A limitation of the present study is that in the cross-sectional prediction task, we studied the values of VF sensitivity only within the central 10°. The HFA 24-2 VF test usually is used in the clinical setting, and predictions using the HFA 24-2 test also would be useful clinically. We recommend a future study to investigate the current approach to predicting the HFA 24-2 test. The macular OCT scan does not cover such a wide area, and the current approach may not be used directly for that purpose. Nevertheless, we suggest the usefulness of the application of mathematical methods, such as SVR or DL,, to predict VF findings in a different region.
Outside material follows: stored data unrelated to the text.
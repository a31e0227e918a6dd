use super::*;

fn bounds(page: u32, x: f64, y: f64, width: f64, height: f64) -> NormalizedBounds {
    NormalizedBounds::new(page, x, y, width, height).expect("fixture bounds should be valid")
}

fn assert_close(actual: f64, expected: f64, tolerance: f64) {
    assert!(
        (actual - expected).abs() <= tolerance,
        "expected {expected} (+/- {tolerance}), got {actual}"
    );
}

fn assert_bounds_close(actual: &NormalizedBounds, expected: &NormalizedBounds) {
    assert_eq!(actual.page(), expected.page());
    assert_close(actual.x(), expected.x(), 1e-9);
    assert_close(actual.y(), expected.y(), 1e-9);
    assert_close(actual.width(), expected.width(), 1e-9);
    assert_close(actual.height(), expected.height(), 1e-9);
}

#[test]
fn new_rejects_regions_outside_the_page() {
    assert!(NormalizedBounds::new(1, 0.9, 0.1, 0.2, 0.1).is_err());
    assert!(NormalizedBounds::new(1, 0.1, 0.1, -0.1, 0.1).is_err());
    assert!(NormalizedBounds::new(1, f64::NAN, 0.1, 0.1, 0.1).is_err());
    assert!(NormalizedBounds::new(1, 0.5, 0.5, 0.5 + BOUNDS_EPSILON / 2.0, 0.5).is_ok());
}

#[test]
fn deserialization_validates_bounds() {
    let valid: NormalizedBounds =
        serde_json::from_str(r#"{"page":2,"x":0.1,"y":0.2,"width":0.3,"height":0.1}"#)
            .expect("valid bounds should deserialize");
    assert_eq!(valid.page(), 2);

    let invalid = serde_json::from_str::<NormalizedBounds>(
        r#"{"page":2,"x":0.9,"y":0.2,"width":0.3,"height":0.1}"#,
    );
    assert!(invalid.is_err());
}

#[test]
fn from_page_rect_normalizes_and_clamps() {
    let normalized = NormalizedBounds::from_page_rect(3, [61.2, 79.2, 700.0, 158.4], 612.0, 792.0)
        .expect("rect should normalize");

    assert_eq!(normalized.page(), 3);
    assert_close(normalized.x(), 0.1, 1e-9);
    assert_close(normalized.y(), 0.1, 1e-9);
    assert_close(normalized.right(), 1.0, 1e-9);
    assert_close(normalized.height(), 0.1, 1e-9);
}

#[test]
fn overlap_is_symmetric_and_reflexive() {
    let a = bounds(1, 0.1, 0.1, 0.4, 0.2);
    let b = bounds(1, 0.3, 0.15, 0.4, 0.2);

    assert_close(overlap(&a, &b), overlap(&b, &a), 1e-12);
    assert_close(overlap(&a, &a), 1.0, 1e-12);

    // intersection 0.2 x 0.15 = 0.03, union 0.08 + 0.08 - 0.03 = 0.13
    assert_close(overlap(&a, &b), 0.03 / 0.13, 1e-9);
}

#[test]
fn overlap_is_zero_across_pages() {
    let a = bounds(1, 0.1, 0.1, 0.4, 0.2);
    let b = bounds(2, 0.1, 0.1, 0.4, 0.2);
    assert_eq!(overlap(&a, &b), 0.0);
}

#[test]
fn overlap_handles_degenerate_boxes() {
    let point = bounds(1, 0.5, 0.5, 0.0, 0.0);
    let same_point = bounds(1, 0.5, 0.5, 0.0, 0.0);
    let line = bounds(1, 0.5, 0.5, 0.2, 0.0);
    let covering = bounds(1, 0.4, 0.4, 0.2, 0.2);

    assert_eq!(overlap(&point, &same_point), 1.0);
    assert_eq!(overlap(&point, &line), 0.0);
    assert_eq!(overlap(&point, &covering), 0.0);
}

#[test]
fn merge_rejects_empty_input() {
    let error = merge(&[]).expect_err("empty merge should fail");
    assert!(matches!(error, GeometryError::InvalidInput(_)));
}

#[test]
fn merge_is_order_independent() {
    let a = bounds(1, 0.1, 0.2, 0.1, 0.05);
    let b = bounds(1, 0.5, 0.1, 0.2, 0.05);
    let c = bounds(1, 0.3, 0.6, 0.05, 0.2);

    let reference = merge(&[a, b, c]).expect("merge should succeed");
    for order in [[a, c, b], [b, a, c], [b, c, a], [c, a, b], [c, b, a]] {
        let merged = merge(&order).expect("merge should succeed");
        assert_bounds_close(&merged, &reference);
    }

    assert_close(reference.x(), 0.1, 1e-9);
    assert_close(reference.y(), 0.1, 1e-9);
    assert_close(reference.right(), 0.7, 1e-9);
    assert_close(reference.bottom(), 0.8, 1e-9);
}

#[test]
fn merge_keeps_page_of_first_element() {
    let merged = merge(&[bounds(4, 0.1, 0.1, 0.1, 0.1), bounds(2, 0.5, 0.5, 0.1, 0.1)])
        .expect("merge should succeed");
    assert_eq!(merged.page(), 4);
}

#[test]
fn convert_scales_to_target_space() {
    let dimensions = TargetDimensions::new(612.0, 792.0, 1.5).expect("dimensions should be valid");
    let normalized = bounds(2, 0.1, 0.2, 0.15, 0.03);

    let rendered = convert(&normalized, Some(&dimensions)).expect("conversion should succeed");

    assert_eq!(rendered.page, 2);
    assert_close(rendered.x, 91.8, 0.01);
    assert_close(rendered.y, 237.6, 0.01);
    assert_close(rendered.width, 137.7, 0.01);
    assert_close(rendered.height, 35.64, 0.01);
}

#[test]
fn convert_requires_dimensions() {
    let error = convert(&bounds(1, 0.1, 0.1, 0.1, 0.1), None).expect_err("missing dimensions");
    assert!(matches!(error, GeometryError::Configuration(_)));
}

#[test]
fn convert_round_trips_through_inverse() {
    let dimensions =
        TargetDimensions::new(1024.0, 768.0, 0.75).expect("dimensions should be valid");
    for source in [
        bounds(1, 0.0, 0.0, 1.0, 1.0),
        bounds(3, 0.123, 0.456, 0.2, 0.0125),
        bounds(7, 0.9, 0.95, 0.1, 0.05),
    ] {
        let rendered = convert(&source, Some(&dimensions)).expect("conversion should succeed");
        let restored = rendered
            .to_normalized(&dimensions)
            .expect("inverse conversion should succeed");
        assert_bounds_close(&restored, &source);
    }
}

#[test]
fn target_dimensions_reject_non_positive_values() {
    assert!(TargetDimensions::new(0.0, 792.0, 1.0).is_err());
    assert!(TargetDimensions::new(612.0, 792.0, -1.0).is_err());
    assert!(TargetDimensions::new(612.0, f64::INFINITY, 1.0).is_err());

    let parsed: TargetDimensions = serde_json::from_str(r#"{"width":612,"height":792}"#)
        .expect("scale should default");
    assert_eq!(parsed.scale(), 1.0);
}

#[test]
fn group_by_page_is_stable_within_pages() {
    let first = bounds(2, 0.1, 0.1, 0.1, 0.1);
    let second = bounds(1, 0.2, 0.2, 0.1, 0.1);
    let third = bounds(2, 0.3, 0.3, 0.1, 0.1);

    let groups = group_by_page(&[first, second, third]);

    assert_eq!(groups.len(), 2);
    assert_eq!(groups[&1], vec![second]);
    assert_eq!(groups[&2], vec![first, third]);
}

#[test]
fn detect_and_merge_overlaps_merges_chains_to_fixed_point() {
    let a = bounds(1, 0.10, 0.10, 0.20, 0.10);
    let b = bounds(1, 0.12, 0.10, 0.20, 0.10);
    let lone = bounds(1, 0.70, 0.70, 0.10, 0.10);
    let c = bounds(1, 0.14, 0.10, 0.20, 0.10);
    let other_page = bounds(2, 0.10, 0.10, 0.20, 0.10);

    let merged = detect_and_merge_overlaps(&[a, b, lone, c, other_page], 0.3);

    assert_eq!(merged.len(), 3);
    assert_close(merged[0].x(), 0.10, 1e-9);
    assert_close(merged[0].right(), 0.34, 1e-9);
    assert_eq!(merged[1], lone);
    assert_eq!(merged[2], other_page);
}

#[test]
fn detect_and_merge_overlaps_is_idempotent() {
    let input = [
        bounds(1, 0.10, 0.10, 0.20, 0.10),
        bounds(1, 0.15, 0.12, 0.20, 0.10),
        bounds(1, 0.50, 0.50, 0.10, 0.10),
        bounds(1, 0.52, 0.52, 0.10, 0.10),
        bounds(2, 0.10, 0.10, 0.20, 0.10),
        bounds(2, 0.11, 0.10, 0.20, 0.10),
    ];

    let once = detect_and_merge_overlaps(&input, 0.3);
    let twice = detect_and_merge_overlaps(&once, 0.3);

    assert_eq!(once, twice);
    for (index, left) in once.iter().enumerate() {
        for right in &once[index + 1..] {
            assert!(overlap(left, right) < 0.3);
        }
    }
}

#[test]
fn merge_clusters_reports_members_in_input_order() {
    let a = bounds(1, 0.10, 0.10, 0.20, 0.10);
    let lone = bounds(1, 0.70, 0.70, 0.10, 0.10);
    let b = bounds(1, 0.11, 0.10, 0.20, 0.10);

    let clusters = merge_clusters(&[a, lone, b], 0.5);

    assert_eq!(clusters.len(), 2);
    assert_eq!(clusters[0].members, vec![0, 2]);
    assert_eq!(clusters[1].members, vec![1]);
}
Further study is necessary to investigate whether such an approach, in conjunction with the current method, is useful.

To conclude, we constructed a novel model of LSLR-DL that jointly performs a cross-sectional prediction of VF (HFA 10-2 test) findings and longitudinal prediction of VF (HFA 24-2 test) findings, sharing a DL component such that either one can lend strengths to the other. Consequently, we found that an accurate prediction was achieved in both tasks.